To get a feel for long-term inflation trends in the United States, we analyzed two separate measures: the Retroactive Consumer Price Index (R-CPI-U-RS) series from the Bureau of Labor. Statistics and the personal consumption expenditure price index from the Bureau of Economic Analysis.

At least one thing is clear: a resurgence in the inflation rate is by no means a uniquely American concern. A Pew Research Center analysis of data from 46 countries reveals that the inflation rate in the third quarter of 2021 was higher in most of them (39) than in the pre-pandemic third quarter of 2019. In 16 of those countries, including the United States, the inflation rate was more than 2 percentage points higher in the last quarter than in the same period of 2019. (For this analysis, we used data from the United Nations Economic Cooperation and Development, a group of mostly highly developed democratic countries. Data covers 38 OECD member countries, plus eight other economically important countries.)
At 5.3%, the United States had the eighth highest annual inflation rate in the third quarter of 2021 among the 46 countries examined, slightly ahead of Poland. The to augment The inflation rate in the United States – 3.58 percentage points between the third quarter of 2019 and the third quarter of 2021 – was the third highest in the study group, behind only Brazil and Turkey, which have both have significantly higher inflation rates in general than the US does.

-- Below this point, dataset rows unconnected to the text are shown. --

//! The access/refresh credential pair owned by a [`CredentialStore`](crate::store::CredentialStore).

// self
use crate::{_prelude::*, auth::TokenSecret};

/// Fixed persistence key for the access credential.
pub const ACCESS_KEY: &str = "access";
/// Fixed persistence key for the refresh credential.
pub const REFRESH_KEY: &str = "refresh";

/// Short-lived access credential plus the longer-lived refresh credential.
///
/// Either value may be empty, meaning "unauthenticated". The access credential is attached to
/// every outbound call when present; the refresh credential is only read by the
/// [`RefreshCoordinator`](crate::refresh::RefreshCoordinator).
#[derive(Clone, Debug, Default, PartialEq, Eq, Serialize, Deserialize)]
pub struct CredentialPair {
	/// Bearer token attached to API calls.
	#[serde(default)]
	pub access: TokenSecret,
	/// Token exchanged for a new access credential.
	#[serde(default)]
	pub refresh: TokenSecret,
}
impl CredentialPair {
	/// Builds a pair from raw strings.
	pub fn new(access: impl Into<TokenSecret>, refresh: impl Into<TokenSecret>) -> Self {
		Self { access: access.into(), refresh: refresh.into() }
	}

	/// Returns `true` when both credentials are empty.
	pub fn is_empty(&self) -> bool {
		self.access.is_empty() && self.refresh.is_empty()
	}

	/// Overwrites whichever values are provided, leaving absent ones untouched.
	pub fn apply(&mut self, access: Option<&str>, refresh: Option<&str>) {
		if let Some(access) = access {
			self.access = TokenSecret::new(access);
		}
		if let Some(refresh) = refresh {
			self.refresh = TokenSecret::new(refresh);
		}
	}
}

/// Wire shape shared by the sign-in and refresh endpoints.
///
/// Sign-in responses carry both fields; refresh responses may omit `refresh` when the server
/// does not rotate it.
#[derive(Clone, Debug, Deserialize)]
pub struct TokenGrant {
	/// Newly issued access credential.
	#[serde(default)]
	pub access: Option<String>,
	/// Newly issued refresh credential, if rotated.
	#[serde(default)]
	pub refresh: Option<String>,
}
impl TokenGrant {
	/// Returns the access credential when it is present and non-empty.
	pub fn usable_access(&self) -> Option<&str> {
		self.access.as_deref().filter(|value| !value.is_empty())
	}

	/// Returns the refresh credential when it is present and non-empty.
	pub fn usable_refresh(&self) -> Option<&str> {
		self.refresh.as_deref().filter(|value| !value.is_empty())
	}
}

Regardless of the absolute level of inflation in each country, many show variations along the same pattern: relatively low inflation before the COVID-19 pandemic hits in the first quarter of 2020; stable or falling inflation for the rest of the year and into 2021, as many governments have sharply cut back most economic activity; and rising inflation in the second and third quarters of this year, as the world struggled to return to a near-normal situation.

For most of the countries in this analysis, 2021 marked a marked departure from an unusually long period of low to moderate inflation. In fact, in the decade leading up to the pandemic, 34 of 46 countries in the analysis showed average changes in inflation rates of 2.6 percent or less. In 27 of these countries, inflation rates were on average below 2%. The biggest exception has been Argentina, whose economy has been plagued by high inflation and other ills for decades. The OECD does not have data on Argentina’s inflation rates before 2018, but during the period 2018-19 it was on average 44.4%.
On the other end of the spectrum is Japan, which for more than two decades struggled with persistently low inflation and periodic deflation, or falling prices, mostly unsuccessful. In the first quarter of 2020, Japan’s inflation rate reached an anemic level of 0.7%. It moved into deflationary territory in the last quarter of 2020 and has remained there ever since: consumer prices in the third quarter of this year were 0.2% below their level in the third quarter of 2020.
A few other countries have deviated from the general pattern of troughs and surges. In Iceland and Russia, for example, inflation has been rising steadily throughout the pandemic, and not just in recent months. In Indonesia, inflation fell very early and remained at low levels. In Mexico, the inflation rate declined slightly during the 2020 lockdown but returned quickly, reaching 5.8% in the third quarter of 2021, the highest level since the fourth quarter of 2017. And in Saudi Arabia, the trend is ‘is reversed: the inflation rate jumped at the height of the pandemic, but fell sharply in the last quarter, to just 0.4%.